**YOUR GOAL:**
Please retype the listing below exactly, from its opening line through the line where "wire. Each message" appears.

**RAW DATA:**
---+---

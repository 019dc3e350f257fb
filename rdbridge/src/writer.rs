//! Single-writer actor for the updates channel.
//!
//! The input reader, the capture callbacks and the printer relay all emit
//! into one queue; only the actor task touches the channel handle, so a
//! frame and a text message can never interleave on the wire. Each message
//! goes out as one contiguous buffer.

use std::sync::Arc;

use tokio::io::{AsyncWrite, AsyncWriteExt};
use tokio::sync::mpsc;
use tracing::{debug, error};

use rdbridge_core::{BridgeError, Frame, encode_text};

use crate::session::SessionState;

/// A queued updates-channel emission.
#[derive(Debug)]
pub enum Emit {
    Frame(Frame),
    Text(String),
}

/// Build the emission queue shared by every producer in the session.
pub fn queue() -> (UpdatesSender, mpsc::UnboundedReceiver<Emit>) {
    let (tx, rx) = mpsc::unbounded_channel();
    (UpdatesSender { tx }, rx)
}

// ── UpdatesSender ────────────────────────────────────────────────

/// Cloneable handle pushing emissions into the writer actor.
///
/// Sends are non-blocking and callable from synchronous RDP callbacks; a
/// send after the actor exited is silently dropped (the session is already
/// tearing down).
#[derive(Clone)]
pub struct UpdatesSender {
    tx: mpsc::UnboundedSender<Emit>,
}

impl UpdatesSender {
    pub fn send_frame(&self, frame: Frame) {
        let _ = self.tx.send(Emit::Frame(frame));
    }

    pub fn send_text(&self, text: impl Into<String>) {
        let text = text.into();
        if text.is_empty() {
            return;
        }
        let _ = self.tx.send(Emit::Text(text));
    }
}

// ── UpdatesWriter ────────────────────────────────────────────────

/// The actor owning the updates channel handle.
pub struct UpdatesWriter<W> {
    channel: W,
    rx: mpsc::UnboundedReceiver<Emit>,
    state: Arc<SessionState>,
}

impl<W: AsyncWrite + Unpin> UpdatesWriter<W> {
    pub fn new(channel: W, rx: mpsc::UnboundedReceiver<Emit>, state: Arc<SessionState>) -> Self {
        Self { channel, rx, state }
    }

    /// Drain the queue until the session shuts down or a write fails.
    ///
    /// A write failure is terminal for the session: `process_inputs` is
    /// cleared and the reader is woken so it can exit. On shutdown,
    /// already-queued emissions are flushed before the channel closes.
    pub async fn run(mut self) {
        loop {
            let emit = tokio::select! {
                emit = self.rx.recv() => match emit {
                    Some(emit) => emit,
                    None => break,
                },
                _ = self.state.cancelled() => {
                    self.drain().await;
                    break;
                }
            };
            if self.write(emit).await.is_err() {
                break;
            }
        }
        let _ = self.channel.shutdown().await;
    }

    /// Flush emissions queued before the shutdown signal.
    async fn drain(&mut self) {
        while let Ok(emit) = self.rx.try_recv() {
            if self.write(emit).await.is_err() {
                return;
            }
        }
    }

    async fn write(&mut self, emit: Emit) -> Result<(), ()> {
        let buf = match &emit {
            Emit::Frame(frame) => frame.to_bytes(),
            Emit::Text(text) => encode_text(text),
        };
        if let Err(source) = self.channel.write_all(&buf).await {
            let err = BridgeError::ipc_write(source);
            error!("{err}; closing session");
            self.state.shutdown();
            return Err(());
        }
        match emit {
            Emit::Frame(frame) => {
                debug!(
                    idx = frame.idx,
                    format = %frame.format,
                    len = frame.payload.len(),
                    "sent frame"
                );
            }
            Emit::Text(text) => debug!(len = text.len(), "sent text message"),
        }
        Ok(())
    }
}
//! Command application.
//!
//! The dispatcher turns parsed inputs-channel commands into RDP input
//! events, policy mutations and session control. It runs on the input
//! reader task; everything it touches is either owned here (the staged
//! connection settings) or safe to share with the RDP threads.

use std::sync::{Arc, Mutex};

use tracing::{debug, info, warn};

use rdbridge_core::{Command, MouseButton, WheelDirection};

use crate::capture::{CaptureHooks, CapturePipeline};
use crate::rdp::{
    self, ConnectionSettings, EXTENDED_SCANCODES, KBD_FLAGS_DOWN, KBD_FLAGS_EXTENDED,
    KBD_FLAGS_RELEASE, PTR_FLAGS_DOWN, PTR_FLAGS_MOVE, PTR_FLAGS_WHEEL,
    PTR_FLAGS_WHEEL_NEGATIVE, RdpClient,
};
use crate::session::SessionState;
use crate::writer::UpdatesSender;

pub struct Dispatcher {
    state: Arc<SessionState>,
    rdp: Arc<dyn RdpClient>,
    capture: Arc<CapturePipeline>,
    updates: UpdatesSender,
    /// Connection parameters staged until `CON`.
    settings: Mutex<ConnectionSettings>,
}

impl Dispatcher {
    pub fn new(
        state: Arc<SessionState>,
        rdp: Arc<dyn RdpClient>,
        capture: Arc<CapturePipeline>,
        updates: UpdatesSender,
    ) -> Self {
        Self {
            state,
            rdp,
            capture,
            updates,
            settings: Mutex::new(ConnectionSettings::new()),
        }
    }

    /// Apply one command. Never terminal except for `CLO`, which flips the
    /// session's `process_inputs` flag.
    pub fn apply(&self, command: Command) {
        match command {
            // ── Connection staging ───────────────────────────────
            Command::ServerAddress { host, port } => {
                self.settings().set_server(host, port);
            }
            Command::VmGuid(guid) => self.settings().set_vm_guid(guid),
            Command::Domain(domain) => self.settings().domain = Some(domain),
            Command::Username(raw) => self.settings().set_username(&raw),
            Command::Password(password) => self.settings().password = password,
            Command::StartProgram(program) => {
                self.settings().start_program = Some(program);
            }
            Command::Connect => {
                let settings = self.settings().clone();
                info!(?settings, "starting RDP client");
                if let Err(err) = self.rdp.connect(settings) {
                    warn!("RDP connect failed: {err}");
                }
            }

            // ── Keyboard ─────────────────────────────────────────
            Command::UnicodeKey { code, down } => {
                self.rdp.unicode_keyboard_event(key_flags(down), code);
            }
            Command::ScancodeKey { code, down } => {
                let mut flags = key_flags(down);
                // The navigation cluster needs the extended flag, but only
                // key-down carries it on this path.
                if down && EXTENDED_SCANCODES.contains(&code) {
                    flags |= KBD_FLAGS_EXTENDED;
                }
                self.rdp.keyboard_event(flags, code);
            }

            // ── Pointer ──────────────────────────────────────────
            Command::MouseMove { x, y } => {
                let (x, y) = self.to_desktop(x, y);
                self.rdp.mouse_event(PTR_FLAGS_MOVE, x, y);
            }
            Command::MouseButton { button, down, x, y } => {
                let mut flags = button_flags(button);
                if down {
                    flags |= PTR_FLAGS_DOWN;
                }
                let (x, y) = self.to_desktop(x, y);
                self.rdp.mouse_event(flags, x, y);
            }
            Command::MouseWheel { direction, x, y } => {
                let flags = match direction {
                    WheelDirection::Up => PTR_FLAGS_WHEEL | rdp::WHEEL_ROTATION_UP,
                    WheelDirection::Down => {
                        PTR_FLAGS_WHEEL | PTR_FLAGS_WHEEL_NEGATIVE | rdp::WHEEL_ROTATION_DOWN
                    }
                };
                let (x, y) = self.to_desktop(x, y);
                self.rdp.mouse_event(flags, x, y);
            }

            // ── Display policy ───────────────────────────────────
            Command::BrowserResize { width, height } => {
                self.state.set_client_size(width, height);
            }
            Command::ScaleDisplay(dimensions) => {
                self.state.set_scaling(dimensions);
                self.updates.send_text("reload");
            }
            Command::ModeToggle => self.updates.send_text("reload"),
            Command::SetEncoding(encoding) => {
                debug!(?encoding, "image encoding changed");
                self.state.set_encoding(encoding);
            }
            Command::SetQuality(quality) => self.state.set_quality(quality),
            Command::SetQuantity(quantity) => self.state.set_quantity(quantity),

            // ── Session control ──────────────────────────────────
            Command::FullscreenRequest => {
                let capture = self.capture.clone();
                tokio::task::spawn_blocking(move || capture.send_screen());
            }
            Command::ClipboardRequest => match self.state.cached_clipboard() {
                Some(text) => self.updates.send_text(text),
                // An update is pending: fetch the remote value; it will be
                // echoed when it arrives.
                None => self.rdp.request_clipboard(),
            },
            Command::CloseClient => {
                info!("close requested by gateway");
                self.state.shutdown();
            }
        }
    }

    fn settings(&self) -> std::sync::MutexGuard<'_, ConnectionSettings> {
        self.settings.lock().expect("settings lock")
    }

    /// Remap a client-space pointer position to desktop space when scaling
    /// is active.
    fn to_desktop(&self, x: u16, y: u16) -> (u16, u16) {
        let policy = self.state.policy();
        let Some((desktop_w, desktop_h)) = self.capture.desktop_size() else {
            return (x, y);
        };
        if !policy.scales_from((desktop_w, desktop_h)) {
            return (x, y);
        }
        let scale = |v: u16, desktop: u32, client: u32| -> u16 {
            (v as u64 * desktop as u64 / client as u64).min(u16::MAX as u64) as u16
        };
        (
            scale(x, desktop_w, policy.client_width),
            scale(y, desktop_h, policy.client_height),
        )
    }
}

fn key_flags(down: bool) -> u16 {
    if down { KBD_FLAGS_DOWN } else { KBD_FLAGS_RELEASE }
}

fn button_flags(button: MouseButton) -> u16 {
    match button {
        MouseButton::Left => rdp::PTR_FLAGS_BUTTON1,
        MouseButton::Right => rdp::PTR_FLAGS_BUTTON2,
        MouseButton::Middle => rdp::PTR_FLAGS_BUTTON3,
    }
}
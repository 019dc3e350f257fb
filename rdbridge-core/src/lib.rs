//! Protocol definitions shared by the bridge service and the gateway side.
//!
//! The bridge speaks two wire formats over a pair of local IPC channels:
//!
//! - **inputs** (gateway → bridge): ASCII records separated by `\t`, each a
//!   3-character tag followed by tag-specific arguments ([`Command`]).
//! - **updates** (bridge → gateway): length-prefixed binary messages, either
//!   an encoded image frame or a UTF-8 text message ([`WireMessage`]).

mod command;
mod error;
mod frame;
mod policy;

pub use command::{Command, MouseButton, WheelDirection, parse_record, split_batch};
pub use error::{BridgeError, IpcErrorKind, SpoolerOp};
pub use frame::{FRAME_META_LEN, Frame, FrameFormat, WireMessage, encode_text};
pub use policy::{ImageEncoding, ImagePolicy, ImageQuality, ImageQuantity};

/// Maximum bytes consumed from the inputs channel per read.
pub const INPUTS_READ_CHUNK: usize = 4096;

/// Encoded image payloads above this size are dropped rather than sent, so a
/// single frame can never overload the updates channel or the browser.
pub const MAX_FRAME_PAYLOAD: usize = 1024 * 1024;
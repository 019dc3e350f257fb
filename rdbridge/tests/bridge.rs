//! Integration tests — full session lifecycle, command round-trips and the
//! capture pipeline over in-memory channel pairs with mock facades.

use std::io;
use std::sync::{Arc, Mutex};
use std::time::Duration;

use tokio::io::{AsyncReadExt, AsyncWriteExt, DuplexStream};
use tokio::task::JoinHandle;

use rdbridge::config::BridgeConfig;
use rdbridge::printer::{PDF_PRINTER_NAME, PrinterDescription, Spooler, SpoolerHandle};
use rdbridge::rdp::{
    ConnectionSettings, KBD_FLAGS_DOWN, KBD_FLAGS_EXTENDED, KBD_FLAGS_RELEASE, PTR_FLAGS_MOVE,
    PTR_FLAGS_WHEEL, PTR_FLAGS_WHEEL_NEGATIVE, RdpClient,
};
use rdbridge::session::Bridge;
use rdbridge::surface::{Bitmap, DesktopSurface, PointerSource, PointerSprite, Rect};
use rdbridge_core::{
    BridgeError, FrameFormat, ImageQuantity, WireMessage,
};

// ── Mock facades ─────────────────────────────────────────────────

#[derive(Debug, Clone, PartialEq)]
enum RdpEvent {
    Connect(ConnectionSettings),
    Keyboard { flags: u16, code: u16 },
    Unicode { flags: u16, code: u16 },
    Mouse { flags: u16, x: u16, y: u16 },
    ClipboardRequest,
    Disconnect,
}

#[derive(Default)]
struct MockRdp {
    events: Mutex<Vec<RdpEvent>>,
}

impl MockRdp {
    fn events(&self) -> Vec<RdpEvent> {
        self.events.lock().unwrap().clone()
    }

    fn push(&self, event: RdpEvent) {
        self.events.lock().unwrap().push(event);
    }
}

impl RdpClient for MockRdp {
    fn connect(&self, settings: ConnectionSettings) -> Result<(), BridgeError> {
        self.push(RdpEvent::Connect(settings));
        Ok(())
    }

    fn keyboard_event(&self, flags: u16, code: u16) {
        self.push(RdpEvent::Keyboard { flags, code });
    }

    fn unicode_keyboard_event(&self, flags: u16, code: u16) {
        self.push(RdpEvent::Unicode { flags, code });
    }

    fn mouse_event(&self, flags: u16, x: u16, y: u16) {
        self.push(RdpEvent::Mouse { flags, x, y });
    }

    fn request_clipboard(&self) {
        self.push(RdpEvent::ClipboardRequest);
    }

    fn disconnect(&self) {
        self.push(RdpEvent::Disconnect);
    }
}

---+---

**TASK RESPONSE:**
repository 019dc3e350f257fb
filename rdbridge/src/writer.rs
//! Single-writer actor for the updates channel.
//!
//! The input reader, the capture callbacks and the printer relay all emit
//! into one queue; only the actor task touches the channel handle, so a
//! frame and a text message can never interleave on the wire. Each message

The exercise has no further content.